Training Components:
- Racial Justice Values & Vision
- Key Concepts: Different Dimensions of Racism / Structural Racism
- Implicit Bias and Systems Analysis
- Opportunities to Advance Racial Justice
Participants will:
- build a clear understanding of key concepts such as racial equity and structural racism;
- learn to talk about race constructively within their organizations and with their constituents;
- gain tools and practices for counteracting racial bias in their work and practices;
- identify opportunities and next steps for applying concepts and strategies to advance racial equity.

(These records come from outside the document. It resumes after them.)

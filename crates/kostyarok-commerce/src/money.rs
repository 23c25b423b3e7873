//! Money type for representing prices and totals.
//!
//! The storefront trades in whole roubles, so amounts are plain unsigned
//! integers. Arithmetic saturates at `u64::MAX` instead of overflowing,
//! which keeps every cart operation total.

use serde::{Deserialize, Serialize};
use std::fmt;
use std::iter::Sum;
use std::ops::{Add, Mul};

/// Currency sign appended to displayed amounts.
pub const ROUBLE_SIGN: &str = "\u{20bd}";

/// A non-negative amount of roubles.
#[derive(
    Debug, Clone, Copy, PartialEq, Eq, PartialOrd, Ord, Hash, Serialize, Deserialize, Default,
)]
#[serde(transparent)]
pub struct Money(u64);

impl Money {
    /// Zero roubles.
    pub const ZERO: Money = Money(0);

    /// Create a Money value from whole roubles.
    pub const fn new(amount: u64) -> Self {
        Self(amount)
    }

    /// Amount in roubles.
    pub const fn amount(&self) -> u64 {
        self.0
    }

    /// Check if this is zero.
    pub fn is_zero(&self) -> bool {
        self.0 == 0
    }

    /// Multiply by a quantity.
    pub fn multiply(&self, quantity: u32) -> Money {
        Money(self.0.saturating_mul(u64::from(quantity)))
    }

    /// Format as a display string (e.g., "4500₽").
    pub fn display(&self) -> String {
        format!("{}{}", self.0, ROUBLE_SIGN)
    }
}

impl Add for Money {
    type Output = Money;

    fn add(self, other: Money) -> Money {
        Money(self.0.saturating_add(other.0))
    }
}

impl Mul<u32> for Money {
    type Output = Money;

    fn mul(self, quantity: u32) -> Money {
        self.multiply(quantity)
    }
}

impl Sum for Money {
    fn sum<I: Iterator<Item = Money>>(iter: I) -> Money {
        iter.fold(Money::ZERO, Add::add)
    }
}

impl From<u64> for Money {
    fn from(amount: u64) -> Self {
        Self(amount)
    }
}

impl fmt::Display for Money {
    fn fmt(&self, f: &mut fmt::Formatter<'_>) -> fmt::Result {
        write!(f, "{}", self.display())
    }
}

For Scholarship Applications, email Ramesh Kathanadhi at rkathanadhi@raceforward.org.

PROJECT UPDATE
Quilt I, Her Name was Laura Nelson, just came home from Ohio! Thanks to Viola for taking the initiative on this effort.
Quilt II, RedRum Summer 1919, resting and gearing up to travel again, after a stint in the Indianapolis International Airport.
Quilt III, A Partial Listing, has been reactivated. The final pieces of how this quilt should be completed have unfortunately come into play with the recent police shootings. We will start working on this in early June 2015.
Quilt IV, (Title TBA), is very, very close to completion. All the pieces are in and early 2015 will finished being assembled. Still getting settled in, but ready to go by May 2015. Will only take a couple of weeks to complete once I can get back to the sewing room.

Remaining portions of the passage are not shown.